Exercise instructions
Tally the lines below containing "ScanQuery" and report only the total.

***** Dataset content

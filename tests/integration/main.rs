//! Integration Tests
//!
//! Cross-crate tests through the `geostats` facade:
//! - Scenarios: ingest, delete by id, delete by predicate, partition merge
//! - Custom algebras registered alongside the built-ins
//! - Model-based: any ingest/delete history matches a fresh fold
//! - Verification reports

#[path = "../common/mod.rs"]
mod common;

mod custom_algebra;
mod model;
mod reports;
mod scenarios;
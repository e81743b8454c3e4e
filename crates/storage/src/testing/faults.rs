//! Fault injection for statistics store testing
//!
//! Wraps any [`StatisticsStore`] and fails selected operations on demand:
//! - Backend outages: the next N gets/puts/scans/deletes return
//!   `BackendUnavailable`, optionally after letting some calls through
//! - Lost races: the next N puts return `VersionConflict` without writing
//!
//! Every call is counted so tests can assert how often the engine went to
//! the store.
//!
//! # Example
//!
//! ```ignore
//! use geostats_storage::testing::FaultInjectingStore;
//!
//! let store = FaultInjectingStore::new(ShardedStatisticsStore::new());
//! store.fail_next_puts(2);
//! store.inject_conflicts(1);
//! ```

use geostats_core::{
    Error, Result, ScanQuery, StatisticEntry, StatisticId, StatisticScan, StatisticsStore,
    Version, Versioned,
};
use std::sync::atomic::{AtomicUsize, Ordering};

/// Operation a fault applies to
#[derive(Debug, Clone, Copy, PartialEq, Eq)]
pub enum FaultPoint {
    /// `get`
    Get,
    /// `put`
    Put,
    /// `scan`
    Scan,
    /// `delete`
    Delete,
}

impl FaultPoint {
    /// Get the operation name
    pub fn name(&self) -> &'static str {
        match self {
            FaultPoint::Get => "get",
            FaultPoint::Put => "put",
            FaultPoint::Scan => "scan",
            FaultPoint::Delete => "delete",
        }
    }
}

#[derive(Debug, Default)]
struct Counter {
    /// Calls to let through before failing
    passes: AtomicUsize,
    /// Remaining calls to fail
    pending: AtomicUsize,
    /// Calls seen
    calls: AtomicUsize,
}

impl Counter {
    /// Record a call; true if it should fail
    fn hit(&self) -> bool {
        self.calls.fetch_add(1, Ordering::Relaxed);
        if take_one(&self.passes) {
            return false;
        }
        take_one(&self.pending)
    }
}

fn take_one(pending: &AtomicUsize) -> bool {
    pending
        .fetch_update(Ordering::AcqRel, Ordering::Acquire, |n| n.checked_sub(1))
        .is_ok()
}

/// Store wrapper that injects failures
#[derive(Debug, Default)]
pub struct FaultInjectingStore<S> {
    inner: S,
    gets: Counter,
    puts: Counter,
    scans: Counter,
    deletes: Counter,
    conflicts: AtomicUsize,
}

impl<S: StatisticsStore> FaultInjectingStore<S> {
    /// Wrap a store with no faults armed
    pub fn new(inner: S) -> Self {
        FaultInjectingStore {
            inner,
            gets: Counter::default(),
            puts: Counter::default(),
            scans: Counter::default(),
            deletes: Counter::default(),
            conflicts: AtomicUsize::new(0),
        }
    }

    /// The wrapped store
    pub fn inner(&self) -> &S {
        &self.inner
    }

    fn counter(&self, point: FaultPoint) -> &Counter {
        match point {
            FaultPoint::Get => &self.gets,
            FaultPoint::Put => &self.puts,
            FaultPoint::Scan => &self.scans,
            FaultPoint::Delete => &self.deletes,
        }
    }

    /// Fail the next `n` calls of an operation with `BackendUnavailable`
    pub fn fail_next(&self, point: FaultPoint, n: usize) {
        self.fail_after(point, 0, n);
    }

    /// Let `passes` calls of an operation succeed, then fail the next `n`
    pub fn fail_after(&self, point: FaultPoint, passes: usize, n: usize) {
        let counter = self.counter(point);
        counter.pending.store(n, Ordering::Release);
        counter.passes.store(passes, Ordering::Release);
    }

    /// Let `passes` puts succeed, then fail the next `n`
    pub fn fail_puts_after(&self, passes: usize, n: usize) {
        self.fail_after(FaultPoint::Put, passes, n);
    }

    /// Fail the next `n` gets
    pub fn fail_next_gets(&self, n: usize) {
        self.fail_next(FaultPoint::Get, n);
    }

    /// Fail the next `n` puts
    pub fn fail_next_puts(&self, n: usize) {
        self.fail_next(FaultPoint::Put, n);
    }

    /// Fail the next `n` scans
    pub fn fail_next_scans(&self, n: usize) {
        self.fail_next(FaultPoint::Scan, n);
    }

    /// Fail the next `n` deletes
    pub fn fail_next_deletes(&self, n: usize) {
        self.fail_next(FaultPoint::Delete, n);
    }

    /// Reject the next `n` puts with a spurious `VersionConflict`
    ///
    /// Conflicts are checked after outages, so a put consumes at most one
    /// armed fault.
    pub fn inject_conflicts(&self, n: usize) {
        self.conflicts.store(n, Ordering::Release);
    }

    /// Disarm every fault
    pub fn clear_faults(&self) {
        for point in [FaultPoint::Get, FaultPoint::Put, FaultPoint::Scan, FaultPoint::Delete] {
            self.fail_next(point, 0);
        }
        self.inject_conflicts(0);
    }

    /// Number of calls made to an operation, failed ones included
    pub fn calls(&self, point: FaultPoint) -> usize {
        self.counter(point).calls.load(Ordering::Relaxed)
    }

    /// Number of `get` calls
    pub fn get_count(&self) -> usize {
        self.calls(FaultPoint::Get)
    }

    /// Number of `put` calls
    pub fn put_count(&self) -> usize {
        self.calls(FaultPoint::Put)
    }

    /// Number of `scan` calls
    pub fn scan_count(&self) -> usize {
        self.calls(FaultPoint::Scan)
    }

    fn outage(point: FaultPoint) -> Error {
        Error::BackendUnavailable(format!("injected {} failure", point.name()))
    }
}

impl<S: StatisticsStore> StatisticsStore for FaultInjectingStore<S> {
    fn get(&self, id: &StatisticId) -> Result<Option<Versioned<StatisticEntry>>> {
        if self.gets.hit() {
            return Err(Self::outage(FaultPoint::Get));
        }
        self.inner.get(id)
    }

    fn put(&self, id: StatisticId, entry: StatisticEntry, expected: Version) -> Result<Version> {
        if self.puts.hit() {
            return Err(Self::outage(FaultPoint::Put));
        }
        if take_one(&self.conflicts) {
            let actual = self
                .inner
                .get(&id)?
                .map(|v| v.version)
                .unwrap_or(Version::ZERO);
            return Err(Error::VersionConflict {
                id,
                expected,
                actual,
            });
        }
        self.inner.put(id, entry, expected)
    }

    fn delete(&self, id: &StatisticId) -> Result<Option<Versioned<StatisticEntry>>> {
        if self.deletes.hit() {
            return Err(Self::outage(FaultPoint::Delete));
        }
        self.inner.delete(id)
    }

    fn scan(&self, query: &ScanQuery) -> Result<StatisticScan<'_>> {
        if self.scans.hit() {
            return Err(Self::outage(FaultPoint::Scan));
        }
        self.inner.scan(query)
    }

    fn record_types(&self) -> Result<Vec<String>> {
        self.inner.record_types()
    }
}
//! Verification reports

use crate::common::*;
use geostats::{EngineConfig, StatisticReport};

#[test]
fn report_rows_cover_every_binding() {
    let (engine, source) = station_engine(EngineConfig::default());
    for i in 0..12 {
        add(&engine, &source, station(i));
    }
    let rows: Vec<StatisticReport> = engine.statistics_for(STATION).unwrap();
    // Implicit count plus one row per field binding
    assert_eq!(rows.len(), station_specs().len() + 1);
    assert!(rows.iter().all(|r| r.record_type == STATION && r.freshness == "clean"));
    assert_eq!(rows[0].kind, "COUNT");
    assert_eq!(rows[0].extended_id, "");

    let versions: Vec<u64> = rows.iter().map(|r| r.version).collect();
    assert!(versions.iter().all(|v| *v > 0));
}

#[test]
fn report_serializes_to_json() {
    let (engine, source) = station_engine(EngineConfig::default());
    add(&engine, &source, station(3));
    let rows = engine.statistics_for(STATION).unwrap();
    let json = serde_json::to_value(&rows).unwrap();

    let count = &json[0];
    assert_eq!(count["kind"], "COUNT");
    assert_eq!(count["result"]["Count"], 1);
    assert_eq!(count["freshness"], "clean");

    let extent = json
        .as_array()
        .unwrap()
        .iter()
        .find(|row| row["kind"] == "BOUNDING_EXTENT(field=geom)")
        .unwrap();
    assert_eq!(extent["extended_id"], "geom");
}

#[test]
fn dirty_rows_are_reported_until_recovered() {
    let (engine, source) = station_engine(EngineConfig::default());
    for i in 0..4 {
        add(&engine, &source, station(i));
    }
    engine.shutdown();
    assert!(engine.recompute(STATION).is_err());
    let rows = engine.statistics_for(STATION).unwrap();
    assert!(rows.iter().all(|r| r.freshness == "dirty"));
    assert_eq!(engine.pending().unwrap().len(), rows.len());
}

**********
***** Dataset content

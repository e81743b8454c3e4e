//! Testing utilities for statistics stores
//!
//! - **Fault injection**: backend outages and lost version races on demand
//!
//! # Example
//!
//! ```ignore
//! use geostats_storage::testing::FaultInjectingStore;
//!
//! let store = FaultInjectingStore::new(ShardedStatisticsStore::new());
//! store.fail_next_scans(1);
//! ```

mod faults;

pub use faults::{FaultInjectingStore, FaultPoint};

**********

Solution
2